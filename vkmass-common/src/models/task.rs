// File: vkmass-common/src/models/task.rs

use std::fmt;

use serde::{Deserialize, Serialize};

/// Global process status shown in the panel header.
#[derive(Debug, Clone, Copy, Default, PartialEq, Eq, Serialize, Deserialize)]
#[serde(rename_all = "SCREAMING_SNAKE_CASE")]
pub enum TaskStatus {
    #[default]
    Idle,
    Running,
    Initializing,
    Error,
}

impl fmt::Display for TaskStatus {
    fn fmt(&self, f: &mut fmt::Formatter<'_>) -> fmt::Result {
        let s = match self {
            TaskStatus::Idle => "IDLE",
            TaskStatus::Running => "RUNNING",
            TaskStatus::Initializing => "INITIALIZING",
            TaskStatus::Error => "ERROR",
        };
        f.write_str(s)
    }
}
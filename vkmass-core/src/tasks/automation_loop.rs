// vkmass-core/src/tasks/automation_loop.rs

use std::time::Duration;

use tokio::sync::watch;
use tokio::task::JoinHandle;
use tokio::time::sleep;
use tracing::{debug, info};

use crate::scheduler::{CycleDriver, RunSignal};
use crate::state::SharedState;

/// The global run flag.
///
/// Every start and stop bumps the signal's generation, so toggles that land
/// between two polls of the task are not lost. Dropping the control ends every
/// task spawned from it.
#[derive(Debug)]
pub struct AutomationControl {
    tx: watch::Sender<RunSignal>,
}

impl AutomationControl {
    pub fn new() -> Self {
        let (tx, _rx) = watch::channel(RunSignal::default());
        Self { tx }
    }

    pub fn start(&self) {
        self.tx.send_if_modified(|signal| signal.set(true));
    }

    pub fn stop(&self) {
        self.tx.send_if_modified(|signal| signal.set(false));
    }

    pub fn is_running(&self) -> bool {
        self.tx.borrow().running
    }

    pub fn subscribe(&self) -> watch::Receiver<RunSignal> {
        self.tx.subscribe()
    }
}

impl Default for AutomationControl {
    fn default() -> Self {
        Self::new()
    }
}

/// Spawns the task that owns `driver` and follows the control flag.
///
/// The driver is started when the flag turns true and stopped when it turns
/// false. A generation the task has not seen yet always stops the current run
/// before a new one starts. While running, the task sleeps until the next
/// deadline and then fires whatever is due.
pub fn spawn_automation_task(
    driver: CycleDriver,
    state: SharedState,
    control: &AutomationControl,
) -> JoinHandle<()> {
    let mut rx = control.subscribe();
    let mut driver = driver.with_control(control.subscribe());

    tokio::spawn(async move {
        let mut seen = *rx.borrow_and_update();
        if seen.running {
            driver.start(&state).await;
        }

        loop {
            if driver.is_running() {
                driver.run_due(&state).await;
            }
            let wait = driver
                .next_deadline()
                .filter(|_| driver.is_running())
                .map(|deadline| deadline.saturating_sub(driver.now()));

            tokio::select! {
                changed = rx.changed() => {
                    if changed.is_err() {
                        debug!("Automation control dropped; leaving loop");
                        driver.stop(&state).await;
                        break;
                    }
                    let signal = *rx.borrow_and_update();
                    if signal.generation != seen.generation {
                        if driver.is_running() {
                            driver.stop(&state).await;
                        }
                        if signal.running {
                            driver.start(&state).await;
                        }
                    }
                    seen = signal;
                }
                _ = sleep(wait.unwrap_or(Duration::ZERO)), if wait.is_some() => {}
            }
        }

        info!("Automation task finished");
    })
}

^^^^^^^^

__ABOUT THIS TASK__:
Every entry must come back exactly as written above.

__RESULT__:
filename vkmass-common/src/models/task.rs
// File: vkmass-common/src/models/task.rs

use std::fmt;

use serde::{Deserialize, Serialize};

/// Global process status shown in the panel header.
#[derive(Debug, Clone, Copy, Default, PartialEq, Eq, Serialize, Deserialize)]
#[serde(rename_all = "SCREAMING_SNAKE_CASE")]
pub enum TaskStatus {
    #[default]
    Idle,
    Running,
    Initializing,
    Error,
}

impl fmt::Display for TaskStatus {
    fn fmt(&self, f: &mut fmt::Formatter<'_>) -> fmt::Result {
        let s = match self {
            TaskStatus::Idle => "IDLE",
            TaskStatus::Running => "RUNNING",
            TaskStatus::Initializing => "INITIALIZING",
            TaskStatus::Error => "ERROR",
        };
        f.write_str(s)
    }
}
filename vkmass-core/src/tasks/automation_loop.rs
// vkmass-core/src/tasks/automation_loop.rs

use std::time::Duration;

use tokio::sync::watch;
use tokio::task::JoinHandle;
use tokio::time::sleep;
use tracing::{debug, info};

use crate::scheduler::{CycleDriver, RunSignal};
use crate::state::SharedState;

/// The global run flag.
///
/// Every start and stop bumps the signal's generation, so toggles that land
/// between two polls of the task are not lost. Dropping the control ends every
/// task spawned from it.
#[derive(Debug)]
pub struct AutomationControl {
    tx: watch::Sender<RunSignal>,
}

impl AutomationControl {
    pub fn new() -> Self {
        let (tx, _rx) = watch::channel(RunSignal::default());
        Self { tx }
    }

    pub fn start(&self) {
        self.tx.send_if_modified(|signal| signal.set(true));
    }

    pub fn stop(&self) {
        self.tx.send_if_modified(|signal| signal.set(false));
    }

    pub fn is_running(&self) -> bool {
        self.tx.borrow().running
    }

    pub fn subscribe(&self) -> watch::Receiver<RunSignal> {
        self.tx.subscribe()
    }
}

impl Default for AutomationControl {
    fn default() -> Self {
        Self::new()
    }
}

/// Spawns the task that owns `driver` and follows the control flag.
///
/// The driver is started when the flag turns true and stopped when it turns
/// false. A generation the task has not seen yet always stops the current run
/// before a new one starts. While running, the task sleeps until the next
/// deadline and then fires whatever is due.
pub fn spawn_automation_task(
    driver: CycleDriver,
    state: SharedState,
    control: &AutomationControl,
) -> JoinHandle<()> {
    let mut rx = control.subscribe();
    let mut driver = driver.with_control(control.subscribe());

    tokio::spawn(async move {
        let mut seen = *rx.borrow_and_update();
        if seen.running {
            driver.start(&state).await;
        }

        loop {
            if driver.is_running() {
                driver.run_due(&state).await;
            }
            let wait = driver
                .next_deadline()
                .filter(|_| driver.is_running())
                .map(|deadline| deadline.saturating_sub(driver.now()));

            tokio::select! {
                changed = rx.changed() => {
                    if changed.is_err() {
                        debug!("Automation control dropped; leaving loop");
                        driver.stop(&state).await;
                        break;
                    }
                    let signal = *rx.borrow_and_update();
                    if signal.generation != seen.generation {
                        if driver.is_running() {
                            driver.stop(&state).await;
                        }
                        if signal.running {
                            driver.start(&state).await;
                        }
                    }
                    seen = signal;
                }
                _ = sleep(wait.unwrap_or(Duration::ZERO)), if wait.is_some() => {}
            }
        }

        info!("Automation task finished");
    })
}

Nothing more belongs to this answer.